Les personnes âgées profitent-elles pleinement des vertus du numérique ? Quels usages font-elles d’internet, et l’utilisent-elles pour lutter contre leur isolement ? Autant de questions auxquelles l’étude CSA financée par la Fondation des petits frères des Pauvres a tenté de répondre. “Cette étude montre qu’il n’y a pas une mais des fractures numériques, confie Thomas Genty, directeur d’étude CSA”. La première fracture concerne l’équipement, 21 % des personnes âgées de 60 ans et plus n’ayant simplement pas internet à domicile, et la seconde les usages; puisque que près de la moitié du public interrogé ne sait par exemple pas regarder une vidéo en ligne; et plus encore à ne pas utiliser les réseaux sociaux. De fait, 27 % des personnes de 60 ans et plus n’utilisent jamais Internet, quand bien même une majorité reconnaît qu’il est un vecteur de lien social. L’association propose ainsi une série de recommandations afin de lutter contre l’exclusion numérique, concernant aussi bien les entreprises que les opérateurs ou les organismes de formation.


 

Rationaliser la formation autour des spécificités territoriales

 

Autre point important de l’étude : au-delà des problèmes d’accès et de formation, Internet n’intéresse simplement pas les non-usagers. 68 % d’entre eux déclare en effet ne pas avoir “besoin” d’internet, ou ne pas trouver cela “utile”, un motif qui l’emporte sur la complexité d’usage (59 %), la peur du piratage (40 %) et même le prix (29 %).
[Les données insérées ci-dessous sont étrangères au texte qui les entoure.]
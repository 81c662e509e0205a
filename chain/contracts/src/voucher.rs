//! Voucher records and their derived lifecycle state
//!
//! A slot is either live or redeemed; a key with no slot was never created.
//! Claim expiry is never stored: it is recomputed from `now` by whoever reads
//! the record.

use rust_decimal::Decimal;
use serde::{Deserialize, Serialize};
use voucher_types::ids::{Address, ReceiptId};
use voucher_types::time::{self, Timestamp};

use crate::commitment::SecretCommitment;

/// Exclusive, time-bounded redemption rights over a voucher.
#[derive(Debug, Clone, PartialEq, Eq, Serialize, Deserialize)]
pub struct Claim {
    pub claimant: Address,
    /// Deposit escrowed for this claim
    pub deposit: Decimal,
    pub claimed_at: Timestamp,
    pub expires_at: Timestamp,
}

impl Claim {
    pub fn is_active(&self, now: Timestamp) -> bool {
        !time::is_lapsed(now, self.expires_at)
    }
}

/// A live voucher.
#[derive(Debug, Clone, PartialEq, Eq, Serialize, Deserialize)]
pub struct Voucher {
    pub creator: Address,
    pub secret_commitment: SecretCommitment,
    /// Owed to the eventual redeemer
    pub value: Decimal,
    /// Exact deposit a claimant must attach
    pub claim_deposit: Decimal,
    /// Most recent claim, active or lapsed
    pub claim: Option<Claim>,
    /// Reclaim bonuses accumulated from lapsed claims
    pub forfeited_deposit_credit: Decimal,
    pub created_at: Timestamp,
    /// Number of claims ever placed
    pub claim_count: u32,
}

impl Voucher {
    pub fn claimed_by(&self) -> Option<&Address> {
        self.claim.as_ref().map(|c| &c.claimant)
    }

    pub fn claim_expires_at(&self) -> Option<Timestamp> {
        self.claim.as_ref().map(|c| c.expires_at)
    }

    /// The claim, if it has not lapsed at `now`.
    pub fn active_claim(&self, now: Timestamp) -> Option<&Claim> {
        self.claim.as_ref().filter(|c| c.is_active(now))
    }

    /// Deposit held in escrow for the most recent claim.
    ///
    /// A lapsed claim's deposit stays locked until the next claim forfeits it.
    pub fn locked_deposit(&self) -> Decimal {
        self.claim
            .as_ref()
            .map(|c| c.deposit)
            .unwrap_or(Decimal::ZERO)
    }

    /// Everything the ledger holds on behalf of this voucher.
    pub fn escrowed(&self) -> Decimal {
        self.value + self.locked_deposit() + self.forfeited_deposit_credit
    }

    /// Lifecycle state at `now`.
    pub fn status(&self, now: Timestamp) -> VoucherStatus {
        match &self.claim {
            None => VoucherStatus::Unclaimed,
            Some(c) if c.is_active(now) => VoucherStatus::Claimed {
                claimant: c.claimant.clone(),
                expires_at: c.expires_at,
            },
            Some(c) => VoucherStatus::Expired {
                claimant: c.claimant.clone(),
                expired_at: c.expires_at,
            },
        }
    }
}

/// Proof of a completed redemption, kept in place of the deleted voucher.
#[derive(Debug, Clone, PartialEq, Eq, Serialize, Deserialize)]
pub struct RedemptionReceipt {
    pub receipt_id: ReceiptId,
    pub redeemer: Address,
    pub payout: Decimal,
    pub redeemed_at: Timestamp,
}

/// Storage slot under a voucher identifier.
#[derive(Debug, Clone, PartialEq, Eq, Serialize, Deserialize)]
#[serde(tag = "state", rename_all = "snake_case")]
pub enum VoucherSlot {
    Live(Voucher),
    Redeemed(RedemptionReceipt),
}

/// Externally visible lifecycle state.
#[derive(Debug, Clone, PartialEq, Eq, Serialize, Deserialize)]
pub enum VoucherStatus {
    /// Never created
    Absent,
    Unclaimed,
    Claimed {
        claimant: Address,
        expires_at: Timestamp,
    },
    /// Claim lapsed without redemption; fields unchanged until the next claim
    Expired {
        claimant: Address,
        expired_at: Timestamp,
    },
    Redeemed {
        receipt_id: ReceiptId,
    },
}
Une réalité à prendre en compte, car la formation a un coût. “Il est essentiel de déterminer pourquoi les personnes ne l’utilisent pas”, déclare Benoît Calmels. Pour le délégué général de l’Union nationale des centres communaux d'action sociale (UNCCAS), la solution repose sur le rapprochement de deux stratégies pour le moment opposées : “d’un côté, il s’agit de favoriser le numérique pour simplifier la vie des gens. De l’autre, une logique de rationalisation budgétaire s’impose avec moins de personnel, moins de guichets, moins de points de rencontres.” L’enjeu principal serait donc de trouver des solutions efficaces et adaptées à tous les publics en s’appuyant sur l’expertise des pouvoirs publics via les collectivités territoriales. 71 % des sondés estiment d’ailleurs qu’elles sont les mieux placées pour s’emparer du sujet de l’exclusion numérique. “Utilisons l’intelligence des territoires ! encourage Benoît Calmels. (...) Il existe des solutions qui ne nécessitent pas de moyens financiers démesurés. Rechercher d’abord les besoins des citoyens avant de proposer des solutions, s’appuyer sur les réseaux associatifs, former les accompagnements : arrêtons de partir de dispositifs pensés au plan national.”